NY City Council protects unpaid workers from sexual harassment

On Behalf of | Apr 4, 2014 | Sexual Harassment At Work

Last week, the New York City Council voted in favor of granting greater workplace protections to workers who are not paid for their services. The vote is a major win for the city’s interns, who frequently work only for class credit or nothing at all. The bill offers these employees the right to file a claim for sexual harassment that has occurred in the workplace.

Of course, to many people, it may seem odd and even appalling that this protection was not in place already. However, under federal law, employees are defined as individuals who are paid for their work, excluding the many unpaid interns across the country. Although federal law remains the same for now, New York City has redefined what it means to be an intern and what it means to be an employee.

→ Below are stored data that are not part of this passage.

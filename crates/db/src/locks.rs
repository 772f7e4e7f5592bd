use std::collections::HashMap;
use std::sync::{Arc, Mutex};

use tokio::sync::{Mutex as AsyncMutex, OwnedMutexGuard};

use glassdesk_core::domain::session::SessionKey;

type Slot = Arc<AsyncMutex<()>>;

/// One async mutex per session key.
///
/// Slots are created on demand and dropped once nobody holds or waits on
/// them, so the table only tracks keys with in-flight work.
#[derive(Clone, Default)]
pub struct SessionLocks {
    slots: Arc<Mutex<HashMap<SessionKey, Slot>>>,
}

pub struct SessionGuard {
    key: SessionKey,
    _guard: OwnedMutexGuard<()>,
}

impl SessionGuard {
    pub fn key(&self) -> &SessionKey {
        &self.key
    }
}

impl SessionLocks {
    pub async fn acquire(&self, key: &SessionKey) -> SessionGuard {
        let slot = {
            let mut slots = match self.slots.lock() {
                Ok(slots) => slots,
                Err(poisoned) => poisoned.into_inner(),
            };
            slots.retain(|_, slot| Arc::strong_count(slot) > 1);
            slots.entry(key.clone()).or_default().clone()
        };

        let guard = slot.lock_owned().await;
        SessionGuard { key: key.clone(), _guard: guard }
    }

    pub fn tracked_keys(&self) -> usize {
        match self.slots.lock() {
            Ok(slots) => slots.values().filter(|slot| Arc::strong_count(slot) > 1).count(),
            Err(poisoned) => {
                poisoned.into_inner().values().filter(|slot| Arc::strong_count(slot) > 1).count()
            }
        }
    }
}
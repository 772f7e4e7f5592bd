use std::str::FromStr;
use std::time::Duration;

use sqlx::sqlite::{SqliteConnectOptions, SqliteJournalMode, SqlitePoolOptions};

pub type DbPool = sqlx::SqlitePool;

pub async fn connect(database_url: &str) -> Result<DbPool, sqlx::Error> {
    connect_with_settings(database_url, 5, 30).await
}

pub async fn connect_with_settings(
    database_url: &str,
    max_connections: u32,
    timeout_secs: u64,
) -> Result<DbPool, sqlx::Error> {
    let options = SqliteConnectOptions::from_str(database_url)?
        .create_if_missing(true)
        .journal_mode(SqliteJournalMode::Wal)
        .busy_timeout(Duration::from_millis(5000));

    SqlitePoolOptions::new()
        .max_connections(max_connections.max(1))
        .acquire_timeout(Duration::from_secs(timeout_secs.max(1)))
        .connect_with(options)
        .await
}
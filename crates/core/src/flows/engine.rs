use crate::audit::{AuditCategory, AuditContext, AuditEvent, AuditOutcome, AuditSink};
use crate::domain::session::{EscalationReason, Session, SessionState};
use crate::flows::answerability::{AnswerabilityPolicy, KeywordAnswerability};
use crate::flows::states::{Action, Intent, IntentKind};

/// A state-conditioned rule table mapping an intent to the next action.
pub trait FlowDefinition {
    fn initial_state(&self) -> SessionState;
    fn decide(&self, intent: &Intent, session: &Session) -> Action;
}

/// The customer support conversation: identify, follow up, hand off.
#[derive(Clone, Debug)]
pub struct SupportFlow<P = KeywordAnswerability> {
    answerability: P,
}

impl Default for SupportFlow<KeywordAnswerability> {
    fn default() -> Self {
        Self { answerability: KeywordAnswerability::default() }
    }
}

impl<P> SupportFlow<P>
where
    P: AnswerabilityPolicy,
{
    pub fn with_policy(answerability: P) -> Self {
        Self { answerability }
    }
}

impl<P> FlowDefinition for SupportFlow<P>
where
    P: AnswerabilityPolicy,
{
    fn initial_state(&self) -> SessionState {
        SessionState::AwaitingIdentifier
    }

    fn decide(&self, intent: &Intent, session: &Session) -> Action {
        match session.state() {
            SessionState::AwaitingIdentifier => decide_awaiting_identifier(intent),
            SessionState::AwaitingFollowup => {
                decide_awaiting_followup(intent, &self.answerability)
            }
            SessionState::Escalated => Action::ForwardToAgent {
                message: intent.value.clone(),
                escalation_id: session.escalation_id().map(str::to_string),
            },
            SessionState::Unknown => Action::ResetSession,
        }
    }
}

fn decide_awaiting_identifier(intent: &Intent) -> Action {
    match (intent.kind, intent.entity_type) {
        (IntentKind::ProvideIdentifier, Some(id_type)) => {
            Action::QueryStatus { identifier: intent.value.clone(), id_type }
        }
        _ => Action::AskForIdentifier,
    }
}

fn decide_awaiting_followup<P>(intent: &Intent, answerability: &P) -> Action
where
    P: AnswerabilityPolicy,
{
    match (intent.kind, intent.entity_type) {
        (IntentKind::RequestHuman, _) => {
            Action::Escalate { reason: EscalationReason::CustomerRequest }
        }
        (IntentKind::ProvideIdentifier, Some(id_type)) => {
            Action::QueryStatus { identifier: intent.value.clone(), id_type }
        }
        (IntentKind::AskQuestion, _) if !answerability.is_answerable(&intent.value) => {
            Action::Escalate { reason: EscalationReason::ComplexQuestion }
        }
        _ => Action::AnswerQuestion { question: intent.value.clone() },
    }
}

pub struct FlowEngine<F> {
    flow: F,
}

impl<F> FlowEngine<F>
where
    F: FlowDefinition,
{
    pub fn new(flow: F) -> Self {
        Self { flow }
    }

    pub fn initial_state(&self) -> SessionState {
        self.flow.initial_state()
    }

    pub fn determine_action(&self, intent: &Intent, session: &Session) -> Action {
        self.flow.decide(intent, session)
    }

    pub fn determine_action_with_audit<S>(
        &self,
        intent: &Intent,
        session: &Session,
        sink: &S,
        audit: &AuditContext,
    ) -> Action
    where
        S: AuditSink + ?Sized,
    {
        let action = self.determine_action(intent, session);
        let outcome = if matches!(action, Action::ResetSession) {
            AuditOutcome::Rejected
        } else {
            AuditOutcome::Success
        };
        sink.emit(
            AuditEvent::new(audit, "flow.action_determined", AuditCategory::Flow, outcome)
                .with_metadata("state", format!("{:?}", session.state()))
                .with_metadata("intent", format!("{:?}", intent.kind))
                .with_metadata("action", action.name()),
        );
        action
    }
}

impl Default for FlowEngine<SupportFlow> {
    fn default() -> Self {
        Self::new(SupportFlow::default())
    }
}

#[cfg(test)]
mod tests {
    use chrono::Utc;

    use crate::audit::{AuditContext, AuditOutcome, InMemoryAuditSink};
    use crate::domain::record::{ServiceRecord, Vehicle};
    use crate::domain::session::{
        Channel, EscalationInfo, EscalationReason, EscalationStatus, Session, SessionState,
    };
    use crate::flows::engine::{FlowEngine, SupportFlow};
    use crate::flows::states::{Action, Intent, IntentKind};
    use crate::identifier::EntityType;

    fn record() -> ServiceRecord {
        ServiceRecord {
            name: "João da Silva".to_string(),
            tax_id: Some("12345678900".to_string()),
            phone: Some("11987654321".to_string()),
            order_id: "ORD123456".to_string(),
            status: "Em andamento".to_string(),
            service_type: "Troca de Parabrisa".to_string(),
            vehicle: Vehicle {
                model: "Honda Civic".to_string(),
                plate: "ABC1234".to_string(),
                year: "2020".to_string(),
            },
            summary: None,
        }
    }

    fn session_in(state: SessionState) -> Session {
        let mut session = Session::new(Channel::Web, "user-1");
        match state {
            SessionState::AwaitingFollowup => session.mark_identified(record()),
            SessionState::Escalated => {
                session.mark_identified(record());
                session.mark_escalated(EscalationInfo {
                    reason: EscalationReason::CustomerRequest,
                    timestamp: Utc::now(),
                    escalation_id: "A1B2C3D4".to_string(),
                    status: EscalationStatus::Pending,
                });
            }
            SessionState::AwaitingIdentifier => {}
            SessionState::Unknown => {
                let mut value = serde_json::to_value(&session).expect("encode");
                value["state"] = serde_json::Value::String("legacy_menu".to_string());
                session = serde_json::from_value(value).expect("decode");
            }
        }
        session
    }

    fn tax_id_intent() -> Intent {
        Intent::identifier(EntityType::TaxId, "12345678900", 0.95)
    }

    #[test]
    fn awaiting_identifier_queries_status_for_identifiers() {
        let engine = FlowEngine::default();
        let action = engine
            .determine_action(&tax_id_intent(), &session_in(SessionState::AwaitingIdentifier));

        assert_eq!(
            action,
            Action::QueryStatus {
                identifier: "12345678900".to_string(),
                id_type: EntityType::TaxId
            }
        );
    }

    #[test]
    fn awaiting_identifier_asks_again_for_everything_else() {
        let engine = FlowEngine::default();
        let session = session_in(SessionState::AwaitingIdentifier);

        for kind in [IntentKind::RequestHuman, IntentKind::AskStatus, IntentKind::AskQuestion] {
            let action = engine.determine_action(&Intent::message(kind, "oi", 0.6), &session);
            assert_eq!(action, Action::AskForIdentifier, "intent: {kind:?}");
        }
    }

    #[test]
    fn followup_rule_table() {
        let engine = FlowEngine::default();
        let session = session_in(SessionState::AwaitingFollowup);
        let long_question = "gostaria de entender melhor como funciona aquele procedimento \
            especial que vocês fazem quando o carro chega muito sujo de barro depois de uma \
            viagem longa pela estrada";

        let cases = [
            (
                Intent::message(IntentKind::RequestHuman, "quero falar com atendente", 0.9),
                Action::Escalate { reason: EscalationReason::CustomerRequest },
            ),
            (
                Intent::message(IntentKind::AskStatus, "qual o andamento?", 0.8),
                Action::AnswerQuestion { question: "qual o andamento?".to_string() },
            ),
            (
                Intent::identifier(EntityType::Plate, "DEF5678", 0.95),
                Action::QueryStatus {
                    identifier: "DEF5678".to_string(),
                    id_type: EntityType::Plate,
                },
            ),
            (
                Intent::message(IntentKind::AskQuestion, "qual a garantia?", 0.6),
                Action::AnswerQuestion { question: "qual a garantia?".to_string() },
            ),
            (
                Intent::message(IntentKind::AskQuestion, long_question, 0.6),
                Action::Escalate { reason: EscalationReason::ComplexQuestion },
            ),
        ];

        for (intent, expected) in cases {
            assert_eq!(engine.determine_action(&intent, &session), expected, "{intent:?}");
        }
    }

    #[test]
    fn escalated_sessions_always_forward() {
        let engine = FlowEngine::default();
        let session = session_in(SessionState::Escalated);

        for intent in [
            tax_id_intent(),
            Intent::message(IntentKind::RequestHuman, "atendente", 0.9),
            Intent::message(IntentKind::AskQuestion, "alô?", 0.6),
        ] {
            let action = engine.determine_action(&intent, &session);
            assert!(matches!(
                action,
                Action::ForwardToAgent { ref escalation_id, .. }
                    if escalation_id.as_deref() == Some("A1B2C3D4")
            ));
        }
    }

    #[test]
    fn unknown_state_resets_session() {
        let engine = FlowEngine::default();
        let action =
            engine.determine_action(&tax_id_intent(), &session_in(SessionState::Unknown));
        assert_eq!(action, Action::ResetSession);
    }

    #[test]
    fn decisions_are_deterministic() {
        let engine = FlowEngine::new(SupportFlow::default());
        let session = session_in(SessionState::AwaitingFollowup);
        let intent = Intent::message(IntentKind::AskQuestion, "qual loja?", 0.6);

        let first = engine.determine_action(&intent, &session);
        let second = engine.determine_action(&intent, &session);
        assert_eq!(first, second);
    }

    #[test]
    fn audit_variant_emits_one_event_per_decision() {
        let engine = FlowEngine::default();
        let sink = InMemoryAuditSink::default();
        let session = session_in(SessionState::Unknown);
        let audit = AuditContext::new(Some(&session.key()), "req-42", "decision-engine");

        let action =
            engine.determine_action_with_audit(&tax_id_intent(), &session, &sink, &audit);

        assert_eq!(action, Action::ResetSession);
        let events = sink.events();
        assert_eq!(events.len(), 1);
        assert_eq!(events[0].event_type, "flow.action_determined");
        assert_eq!(events[0].outcome, AuditOutcome::Rejected);
        assert_eq!(events[0].metadata.get("action").map(String::as_str), Some("reset_session"));
    }
}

Essentially, the City Council decided that wages will no longer impact whether a person is considered an employee, and therefore, whether he or she can file a claim for sexual harassment.

The passing of this bill is a huge step forward for employee rights in New York City. Interns are often treated as less valuable than their full-time counterparts by both their employers and the law. No person, however, should have to suffer through sexual harassment and then be unable to hold the harasser accountable. Fortunately, this new law ensures that many New York City employees will now be able to seek justice if they are treated unfairly or inappropriately by a co-worker, supervisor or other colleague.